У нее никогда не возникало желания ссориться с ним, как она ссорилась с Херби, но ей хотелось иметь право иногда пожаловаться на свою грусть. Это было удивительно: другие женщины, которых она знала, не должны были бороться со своими настроениями. Так, например, миссис Миллер часто рыдала, и мужчины стремились развеселить и утешить ее. Другие целыми вечерами повествовали о своих заботах и болезнях, и их кавалеры относились к ним с глубоким сочувствием. Но, как только у нее портилось настроение, она сразу становилась ненужной. Однажды в ресторане Джимми, когда она не могла развеселиться, Эд ушел, бросив ее одну.

— Почему ты, черт возьми, не останешься дома, вместо того чтобы портить всем вечер? — рявкнул он на прощанье.

Даже мало знакомые ей люди, казалось, раздражались, если она недостаточно убедительно доказывала, что у нее хорошее настроение.

— Что это с тобой в конце концов? — спрашивали они. — Веди себя как полагается. А ну, выпей и будь повеселее.

Ее отношения с Эдом продолжались уже около трех лет, когда он переехал жить во Флориду. Эд не хотел оставлять ее; он дал ей чек на крупную сумму и несколько акций надежных предприятий, и, когда он прощался с ней, его светлые глаза были мокры от слез. Она не скучала о нем. Он редко приезжал в Нью-Йорк, два или три раза в год, и сразу с поезда спешил к ней. Она всегда была рада его приезду, но и не жалела, когда он уезжал.

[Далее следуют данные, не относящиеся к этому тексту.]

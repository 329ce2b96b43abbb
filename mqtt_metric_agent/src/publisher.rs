//! MQTT delivery: one QoS 1 publish per call, bounded by a PUBACK wait.

use std::time::Duration;

use async_trait::async_trait;
use bytes::Bytes;
use rumqttc::{
    AsyncClient, ConnectReturnCode, ConnectionError, Event, EventLoop, MqttOptions, Outgoing,
    Packet, QoS,
};
use tokio::sync::{mpsc, watch, Mutex};
use tokio::task::JoinHandle;
use tokio::time::{sleep, timeout};
use tracing::{debug, info, warn};

use crate::config::BrokerConfig;
use crate::error::PublishError;

pub const CONNECT_TIMEOUT: Duration = Duration::from_secs(10);
const DISCONNECT_TIMEOUT: Duration = Duration::from_secs(1);
const KEEP_ALIVE: Duration = Duration::from_secs(30);
const RECONNECT_BACKOFF: Duration = Duration::from_secs(1);
// Rendezvous: a publish is handed over only while the event loop is reading
// requests, so nothing queues up inside the client.
const REQUEST_CAPACITY: usize = 0;

#[async_trait]
pub trait Publisher: Send + Sync {
    /// Deliver one payload and wait (bounded) for the broker to confirm it.
    async fn publish(&self, topic: &str, payload: Bytes) -> Result<(), PublishError>;
}

/// What the event loop driver reports back about outgoing publishes.
#[derive(Debug, Clone, Copy, PartialEq, Eq)]
enum Delivery {
    /// A publish was written with this packet id.
    Sent(u16),
    Acked(u16),
    /// The connection dropped; unacked publishes were discarded.
    Lost,
}

struct Deliveries {
    rx: mpsc::UnboundedReceiver<Delivery>,
    // `Sent` reports still due for publishes that gave up after handing off
    owed: usize,
}

impl Deliveries {
    fn discard_stale(&mut self) {
        while let Ok(d) = self.rx.try_recv() {
            self.settle(d);
        }
    }

    fn settle(&mut self, d: Delivery) {
        match d {
            Delivery::Sent(_) => self.owed = self.owed.saturating_sub(1),
            Delivery::Lost => self.owed = 0,
            Delivery::Acked(_) => {}
        }
    }

    async fn next(&mut self) -> Result<Delivery, PublishError> {
        self.rx.recv().await.ok_or(PublishError::Closed)
    }

    /// Packet id the event loop assigned to the publish just handed off.
    async fn packet_id(&mut self) -> Result<u16, PublishError> {
        loop {
            match self.next().await? {
                Delivery::Sent(pkid) if self.owed == 0 => return Ok(pkid),
                Delivery::Lost => {
                    self.owed = 0;
                    return Err(PublishError::Disconnected);
                }
                d => self.settle(d),
            }
        }
    }

    /// Waits for the PUBACK of `pkid`; acks for anything else are late
    /// replies to publishes that already timed out.
    async fn ack_for(&mut self, pkid: u16) -> Result<(), PublishError> {
        loop {
            match self.next().await? {
                Delivery::Acked(id) if id == pkid => return Ok(()),
                Delivery::Acked(id) => debug!(pkid = id, "ignoring late acknowledgement"),
                Delivery::Lost => return Err(PublishError::Disconnected),
                Delivery::Sent(_) => {}
            }
        }
    }
}

pub struct MqttPublisher {
    client: AsyncClient,
    deliveries: Mutex<Deliveries>,
    connected: watch::Receiver<bool>,
    ack_timeout: Duration,
}

impl MqttPublisher {
    /// Connect and wait for CONNACK. Failing here is fatal to the agent, so
    /// no retry happens at this stage. On success the event loop is handed
    /// to a background driver task, returned alongside the publisher.
    pub async fn connect(
        broker: &BrokerConfig,
        ack_timeout: Duration,
    ) -> Result<(Self, JoinHandle<()>), PublishError> {
        // MqttOptions::new panics on these
        if broker.client_id.is_empty() || broker.client_id.starts_with(' ') {
            return Err(PublishError::Connect(format!(
                "invalid client id {:?}",
                broker.client_id
            )));
        }
        let mut opts = MqttOptions::new(&broker.client_id, &broker.host, broker.port);
        opts.set_credentials(&broker.username, &broker.password);
        opts.set_keep_alive(KEEP_ALIVE);
        let (client, mut eventloop) = AsyncClient::new(opts, REQUEST_CAPACITY);

        timeout(CONNECT_TIMEOUT, wait_for_connack(&mut eventloop))
            .await
            .map_err(|_| {
                PublishError::Connect(format!("no CONNACK within {CONNECT_TIMEOUT:?}"))
            })??;
        info!(
            host = %broker.host,
            port = broker.port,
            client_id = %broker.client_id,
            "connected to broker"
        );

        let (tx, rx) = mpsc::unbounded_channel();
        let (link, connected) = watch::channel(true);
        let driver = tokio::spawn(drive(eventloop, tx, link));
        Ok((
            Self {
                client,
                deliveries: Mutex::new(Deliveries { rx, owed: 0 }),
                connected,
                ack_timeout,
            },
            driver,
        ))
    }

    pub fn is_connected(&self) -> bool {
        *self.connected.borrow()
    }

    /// Ask the driver to send DISCONNECT; it exits once that is on the wire.
    /// Gives up after a second if the event loop is busy reconnecting.
    pub async fn disconnect(&self) {
        match timeout(DISCONNECT_TIMEOUT, self.client.disconnect()).await {
            Ok(Ok(())) => {}
            Ok(Err(e)) => debug!(error = %e, "disconnect request not delivered"),
            Err(_) => debug!("event loop did not take the disconnect request"),
        }
    }
}

#[async_trait]
impl Publisher for MqttPublisher {
    async fn publish(&self, topic: &str, payload: Bytes) -> Result<(), PublishError> {
        let mut deliveries = self.deliveries.lock().await;
        if !self.is_connected() {
            return Err(PublishError::Disconnected);
        }
        deliveries.discard_stale();

        let mut handed_off = false;
        let delivery = async {
            self.client
                .publish_bytes(topic, QoS::AtLeastOnce, false, payload)
                .await?;
            handed_off = true;
            let pkid = deliveries.packet_id().await?;
            handed_off = false;
            deliveries.ack_for(pkid).await?;
            Ok::<_, PublishError>(pkid)
        };
        let outcome = timeout(self.ack_timeout, delivery).await;

        match outcome {
            Ok(Ok(pkid)) => {
                debug!(pkid, topic, "publish acknowledged");
                Ok(())
            }
            Ok(Err(e)) => Err(e),
            Err(_) => {
                if handed_off {
                    deliveries.owed += 1;
                }
                Err(PublishError::Timeout(self.ack_timeout))
            }
        }
    }
}

async fn wait_for_connack(eventloop: &mut EventLoop) -> Result<(), PublishError> {
    loop {
        match eventloop.poll().await {
            Ok(Event::Incoming(Packet::ConnAck(ack))) => {
                return if ack.code == ConnectReturnCode::Success {
                    Ok(())
                } else {
                    Err(PublishError::Connect(format!(
                        "broker refused connection: {:?}",
                        ack.code
                    )))
                };
            }
            Ok(_) => {}
            Err(e) => return Err(PublishError::Connect(e.to_string())),
        }
    }
}

/// Polls the event loop for the life of the connection. rumqttc reconnects
/// on the next poll after an error, so connection loss only costs a pause.
/// Whatever was unacked when the link dropped is thrown away instead of
/// being replayed on the new connection.
async fn drive(
    mut eventloop: EventLoop,
    deliveries: mpsc::UnboundedSender<Delivery>,
    link: watch::Sender<bool>,
) {
    loop {
        match eventloop.poll().await {
            Ok(Event::Outgoing(Outgoing::Publish(pkid))) => {
                let _ = deliveries.send(Delivery::Sent(pkid));
            }
            Ok(Event::Incoming(Packet::PubAck(ack))) => {
                let _ = deliveries.send(Delivery::Acked(ack.pkid));
            }
            Ok(Event::Incoming(Packet::ConnAck(_))) => {
                info!("reconnected to broker");
                link.send_replace(true);
            }
            Ok(Event::Incoming(Packet::Publish(p))) => {
                debug!(topic = %p.topic, bytes = p.payload.len(), "received message");
            }
            Ok(Event::Outgoing(Outgoing::Disconnect)) => {
                info!("disconnected from broker");
                break;
            }
            Ok(_) => {}
            Err(ConnectionError::RequestsDone) => break,
            Err(e) => {
                if link.send_replace(false) {
                    warn!(error = %e, "connection lost");
                } else {
                    debug!(error = %e, "reconnect failed");
                }
                let dropped = eventloop.pending.len();
                eventloop.pending.clear();
                eventloop.state.events.clear();
                eventloop.state.collision = None;
                if dropped > 0 {
                    debug!(dropped, "discarded unacknowledged publishes");
                }
                let _ = deliveries.send(Delivery::Lost);
                sleep(RECONNECT_BACKOFF).await;
            }
        }
    }
    link.send_replace(false);
}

Чарли, приятель Эда, с которым она познакомилась в ресторане Джимми, был ее старым поклонником. Он всегда старался прикоснуться к ней и близко придвигался во время разговора. Он постоянно спрашивал у всех своих друзей, слышали ли они когда-нибудь такой замечательный смех, как у Хейзел. После ухода Эда Чарли стал основной фигурой в ее жизни. Она отнесла его к разряду «неплохих». Почти целый год был Чарли; затем она поделила свое время между ним и Сидни, еще одним завсегдатаем ресторана Джимми; затем Чарли совсем исчез с горизонта.

Сидни был маленьким, крикливо одевавшимся умным евреем. Пожалуй, с ним она чувствовала себя лучше всего. Он всегда развлекал ее, и она смеялась от души.

Он был без ума от нее. Ее мягкая полнота и высокий бюст восхищали его. И он часто говорил ей, что она замечательная, потому что, опьянев, она продолжала оставаться веселой и живой.

— Как-то у меня была девочка, — рассказывал он, — каждый раз, когда она напивалась, она пыталась выпрыгнуть из окна. Господи-и! — прибавлял он с чувством.